Co myślisz o prywatności w sieci? Czego nie pokazałabyś na blogu czy w mediach społecznościowych?
– To tak naprawdę ciężki temat. Dużo o tym myślałam, o swoich granicach, o tym, czy czasem już jakichś nie przekraczam. Zawsze, kiedy publikuję jakiś wpis, to wcześniej analizuję go pod kątem tego, czy mogłabym o tym powiedzieć bardzo dalekim znajomym, sąsiadom itd. Jeśli tak, to jest okej. Staram się nie poruszać bardzo osobistych, intymnych spraw, nie pisać o osobach trzecich. Jeśli piszę cokolwiek o dzieciach, to staram się, aby to były moje osobiste opinie, coś, co bardziej dotyczy mnie niż nich. Nigdy też nie chciałam, żeby to one grały pierwsze skrzypce na blogu, nie chcę, aby wzbudzali jakiekolwiek zainteresowanie. Ten blog to miejsce, które ma inspirować, gdzie dzielę się pasjami, ale nie piszę o problemach, o innych. Nie widzę sensu, aby dzielić się tą częścią mojego życia.
A zdradzisz nam, co teraz szykujesz na Home on the Hill? Planujesz wpisy z dużym wyprzedzeniem czy raczej działasz spontanicznie?

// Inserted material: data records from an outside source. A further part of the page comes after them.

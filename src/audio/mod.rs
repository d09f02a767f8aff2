//! PCM conversion between the voice transport and recognizers.

pub mod pcm;

pub use pcm::{
    RecognizerAudio, TransportFormat, decode_s16le, downmix_to_mono, encode_wav, normalized_rms,
    resample_linear, write_wav_file,
};
//! Music/speech arbitration on a call's single outbound sink.
//!
//! At most one music source and one speech clip are tracked. Starting speech
//! ducks or pauses the music; when the clip ends (or its auto-stop deadline
//! passes) the music is restored. The music source itself is never stopped
//! for speech, so its position survives.

use super::sink::{AudioSink, TrackHandle};
use crate::config::{MixMode, MixerConfig};
use crate::error::Result;
use bytes::Bytes;
use std::sync::Arc;
use std::time::Duration;
use tracing::{debug, warn};

/// Sink arbiter owned by the playback actor.
pub struct Mixer {
    sink: Arc<dyn AudioSink>,
    config: MixerConfig,
    music: Option<TrackHandle>,
    speech: Option<TrackHandle>,
    yielded: bool,
}

impl Mixer {
    /// Create a mixer over `sink`.
    pub fn new(sink: Arc<dyn AudioSink>, config: MixerConfig) -> Self {
        Self {
            sink,
            config,
            music: None,
            speech: None,
            yielded: false,
        }
    }

    /// Active music handle.
    pub fn music(&self) -> Option<TrackHandle> {
        self.music
    }

    /// Active speech handle.
    pub fn speech(&self) -> Option<TrackHandle> {
        self.speech
    }

    /// Whether music is currently ducked or paused for speech.
    pub fn is_music_yielded(&self) -> bool {
        self.yielded
    }

    /// Deadline after which a speech clip is force-stopped.
    pub fn speech_timeout(&self) -> Duration {
        Duration::from_secs(self.config.speech_timeout_secs)
    }

    /// Start streaming `url` as the call's music, replacing any previous
    /// music source.
    ///
    /// # Errors
    ///
    /// Returns the sink's error if the stream cannot be started.
    pub async fn start_music(&mut self, handle: TrackHandle, url: &str) -> Result<()> {
        self.stop_music().await;

        let under_speech = self.speech.is_some();
        let volume = if under_speech && self.config.mode == MixMode::Duck {
            self.config.duck_volume
        } else {
            self.config.music_volume
        };
        self.sink.play_stream(handle, url, volume).await?;
        self.music = Some(handle);

        if under_speech {
            match self.config.mode {
                MixMode::Duck => self.yielded = true,
                MixMode::Pause => self.yield_music().await,
            }
        }
        Ok(())
    }

    /// Stop the current music source, if any.
    pub async fn stop_music(&mut self) {
        if let Some(handle) = self.music.take() {
            if let Err(e) = self.sink.stop(handle).await {
                warn!(%handle, error = %e, "failed to stop music");
            }
        }
        self.yielded = false;
    }

    /// Forget music that ended on its own. Returns `false` for unknown handles.
    pub fn music_finished(&mut self, handle: TrackHandle) -> bool {
        if self.music != Some(handle) {
            return false;
        }
        self.music = None;
        self.yielded = false;
        true
    }

    /// Play a speech clip over (or instead of) the music.
    ///
    /// A clip already playing is cut off.
    ///
    /// # Errors
    ///
    /// Returns the sink's error; music is restored in that case.
    pub async fn start_speech(&mut self, audio: Bytes) -> Result<TrackHandle> {
        if let Some(previous) = self.speech.take() {
            debug!(%previous, "replacing speech clip");
            if let Err(e) = self.sink.stop(previous).await {
                warn!(handle = %previous, error = %e, "failed to stop speech clip");
            }
        }

        self.yield_music().await;
        let handle = TrackHandle::next();
        if let Err(e) = self.sink.play_clip(handle, audio).await {
            self.restore_music().await;
            return Err(e);
        }
        self.speech = Some(handle);
        Ok(handle)
    }

    /// Speech clip ended naturally. Returns `false` for unknown handles.
    pub async fn speech_finished(&mut self, handle: TrackHandle) -> bool {
        if self.speech != Some(handle) {
            return false;
        }
        self.speech = None;
        self.restore_music().await;
        true
    }

    /// Auto-stop deadline fired for `handle`. No-op if the clip already ended.
    pub async fn speech_timed_out(&mut self, handle: TrackHandle) -> bool {
        if self.speech != Some(handle) {
            return false;
        }
        warn!(%handle, "speech clip exceeded its deadline, stopping");
        if let Err(e) = self.sink.stop(handle).await {
            warn!(%handle, error = %e, "failed to stop speech clip");
        }
        self.speech = None;
        self.restore_music().await;
        true
    }

    async fn yield_music(&mut self) {
        if self.yielded {
            return;
        }
        let Some(handle) = self.music else {
            return;
        };
        let result = match self.config.mode {
            MixMode::Duck => self.sink.set_volume(handle, self.config.duck_volume).await,
            MixMode::Pause => self.sink.pause(handle).await,
        };
        if let Err(e) = result {
            warn!(%handle, error = %e, "failed to yield music to speech");
        }
        self.yielded = true;
    }

    async fn restore_music(&mut self) {
        if !self.yielded {
            return;
        }
        self.yielded = false;
        let Some(handle) = self.music else {
            return;
        };
        let result = match self.config.mode {
            MixMode::Duck => self.sink.set_volume(handle, self.config.music_volume).await,
            MixMode::Pause => self.sink.resume(handle).await,
        };
        if let Err(e) = result {
            warn!(%handle, error = %e, "failed to restore music");
        }
    }
}
//! Output side of a turn: text channel mirror and spoken reply.

use crate::channels::TextChannel;
use crate::error::{HuddleError, Result};
use crate::pipeline::messages::CallId;
use crate::playback::PlaybackHandle;
use crate::runtime::{EventBus, RuntimeEvent};
use crate::tts::CachedSynthesizer;
use std::sync::Arc;
use std::time::Duration;
use tracing::warn;

/// Everything needed to put a reply in front of a call.
#[derive(Clone)]
pub struct ReplyPath {
    pub call: CallId,
    /// `None` when speech output is disabled.
    pub synthesizer: Option<CachedSynthesizer>,
    pub synth_timeout: Duration,
    pub playback: PlaybackHandle,
    pub channel: Option<Arc<dyn TextChannel>>,
    pub post_to_channel: bool,
    pub events: EventBus,
}

impl ReplyPath {
    /// Mirror `text` to the text channel. Failures are logged only.
    pub async fn post(&self, text: &str) {
        if !self.post_to_channel {
            return;
        }
        let Some(channel) = &self.channel else {
            return;
        };
        if let Err(e) = channel.post(text).await {
            warn!(call = %self.call, channel = channel.id(), error = %e, "failed to post reply");
        }
    }

    /// Synthesize `text` and play it into the call.
    ///
    /// Does nothing when speech output is disabled.
    ///
    /// # Errors
    ///
    /// Returns [`HuddleError::Timeout`] when synthesis exceeds its deadline,
    /// or the synthesizer / playback error.
    pub async fn speak(&self, text: &str) -> Result<()> {
        let Some(synthesizer) = &self.synthesizer else {
            return Ok(());
        };
        let audio = tokio::time::timeout(self.synth_timeout, synthesizer.synthesize(&self.call, text))
            .await
            .map_err(|_| HuddleError::Timeout("speech synthesis".into()))??;
        self.playback.speak(audio).await?;
        self.events.emit(RuntimeEvent::ReplySpoken {
            call: self.call.clone(),
            chars: text.chars().count(),
        });
        Ok(())
    }
}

– Tak jak już wcześniej pisałam, działam bardziej spontanicznie. Oczywiście tworzę sobie jakieś projekty, szkice, zarysy działań. Po głowie chodzi mi kolejny Przewodnik inspiracji. To taki internetowy magazyn, który tworzyliśmy kilka lat temu i mam coraz większą ochotę do niego wrócić i stworzyć kolejną edycję. Może na Święta...? Zobaczymy!
Dziękujemy za rozmowę!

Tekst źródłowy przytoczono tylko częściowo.